Büyük zorluk ve fedakarlıkların yaşanmasından sonra Kurtuba merkezliğinde, Avrupa’da kurulan Edülüs Evevi Devleti 781 yıl ayakta kaldı. Bilime, sanata değer verdi. Hristiyanlar, Yahudiler ve farklı etnik yapılar esenlik içinde yaşadılar. Kurulan kütüphanelerde 400.000 cilt kitap yer aldı. Avrupanın kültür merkezi konumuna gelen Kurtuba birbirinden gösterişli yapılara kavuştu.
1492 ye gelindiğinde bu kez iç karışıklıklar, yöneticilerin çağı ve coğrafyayı yeterince okuyamamaları nedeniyle Endülüs Emevi Devletinin sarayında idi.
Bu güçlü medeniyetin sonu, tıpkı orayı fethederken orada yaşanan iç karışıklıkların benzerini kendileri yaşarken geldi.

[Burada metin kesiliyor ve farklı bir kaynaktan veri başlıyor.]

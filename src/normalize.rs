//! Parsing with the two-format fallback, and the two renderings derived from it.
//!
//! Text reaches a field from two places: the user types it in the display
//! format, and hosts assign it in canonical form. Each entry point tries the
//! two patterns in a fixed order rather than guessing.

use log::trace;

use crate::{CalendarDate, DatePattern};

fn first_match(raw: &str, attempts: [&DatePattern; 2]) -> Option<CalendarDate> {
    if raw.trim().is_empty() {
        return None;
    }
    attempts
        .into_iter()
        .find_map(|pattern| match pattern.parse(raw) {
            Ok(date) => Some(date),
            Err(err) => {
                trace!("{raw:?} does not match {pattern}: {err}");
                None
            },
        })
}

/// Parses `raw` against `pattern`, then against the canonical format.
///
/// Blank text is `None`, the same as text that matches neither.
pub fn parse(raw: &str, pattern: &DatePattern) -> Option<CalendarDate> {
    first_match(raw, [pattern, &DatePattern::canonical()])
}

/// Parses `raw` against the canonical format, then against `pattern`.
pub fn parse_canonical_first(raw: &str, pattern: &DatePattern) -> Option<CalendarDate> {
    first_match(raw, [&DatePattern::canonical(), pattern])
}

/// The canonical `YYYY-MM-DD` string for `raw`, if it names a real date.
pub fn to_canonical(raw: &str, pattern: &DatePattern) -> Option<String> {
    parse(raw, pattern).map(|date| date.to_string())
}

/// `raw` rendered in `pattern`, if it names a real date.
pub fn to_display(raw: &str, pattern: &DatePattern) -> Option<String> {
    parse_canonical_first(raw, pattern).map(|date| pattern.format(&date))
}

/// The value a field stores for `raw`: canonical when it parses, otherwise
/// the text unchanged so validation can report on it.
pub fn clean(raw: &str, pattern: &DatePattern) -> String {
    to_canonical(raw, pattern).unwrap_or_else(|| raw.to_owned())
}

#[cfg(test)]
mod tests {
    use super::*;
    use crate::test_utils::{date, pattern};

    #[test]
    fn test_parse_falls_back_to_canonical() {
        let p = DatePattern::default();
        assert_eq!(parse("06 / 15 / 2020", &p), Some(date(2020, 6, 15)));
        assert_eq!(parse("2020-06-15", &p), Some(date(2020, 6, 15)));
        assert_eq!(parse("June 15th", &p), None);
    }

    #[test]
    fn test_blank_is_absent() {
        let p = DatePattern::default();
        assert_eq!(parse("", &p), None);
        assert_eq!(parse("  ", &p), None);
        assert_eq!(to_canonical("", &p), None);
        assert_eq!(to_display("", &p), None);
    }

    #[test]
    fn test_to_canonical() {
        let p = DatePattern::default();
        assert_eq!(
            to_canonical("02 / 29 / 2024", &p).as_deref(),
            Some("2024-02-29")
        );
        assert_eq!(to_canonical("02 / 29 / 2023", &p), None);
    }

    #[test]
    fn test_to_display() {
        let p = DatePattern::default();
        assert_eq!(
            to_display("2020-06-15", &p).as_deref(),
            Some("06 / 15 / 2020")
        );
        assert_eq!(
            to_display("06/15/2020", &p).as_deref(),
            Some("06 / 15 / 2020")
        );
        assert_eq!(to_display("not-a-date", &p), None);
    }

    #[test]
    fn test_clean_keeps_unparseable_text() {
        let p = DatePattern::default();
        assert_eq!(clean("06 / 15 / 2020", &p), "2020-06-15");
        assert_eq!(clean("06 / 31 / 2020", &p), "06 / 31 / 2020");
    }

    #[test]
    fn test_round_trip_through_display_is_idempotent() {
        let patterns = [
            DatePattern::default(),
            DatePattern::canonical(),
            pattern("DD.MM.YYYY"),
            pattern("D/M/YYYY"),
            pattern("YYYY MM DD"),
        ];

        let mut day = date(1999, 12, 1);
        let end = date(2001, 3, 31);
        while day <= end {
            let raw = day.to_string();
            for p in &patterns {
                let canonical = to_canonical(&raw, p);
                let display = canonical.as_deref().and_then(|c| to_display(c, p));
                let again = display.as_deref().and_then(|d| to_canonical(d, p));
                assert_eq!(again, canonical, "{raw} through {p}");
                assert_eq!(again.as_deref(), Some(raw.as_str()));
            }
            let Some(next) = day.succ() else { break };
            day = next;
        }
    }
}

Yüzbinlerce Müslüman katledildi, yüz binlercesi zorla din değiştirdi, sürgünler, gasplar, kütüphanelerin yakılması, bazı eserlerin çalınıp batı medeniyetinin kurulmasında kaynak olarak kullanılması tarihin tanık olsduğu acı olaylardandır.
Bu deneyimleri yaşamış olan islam medeniyeti, Avrupa’da ulaştığı, görkemli medeniyetin en önemli sebebinin her türlü bilginin özgürce tartışılabildiği, üretilebildiği, farklılıkların zenginlik sayıldığı gerçeğini neredeyse günümüze kadar bir daha hatırlamadı.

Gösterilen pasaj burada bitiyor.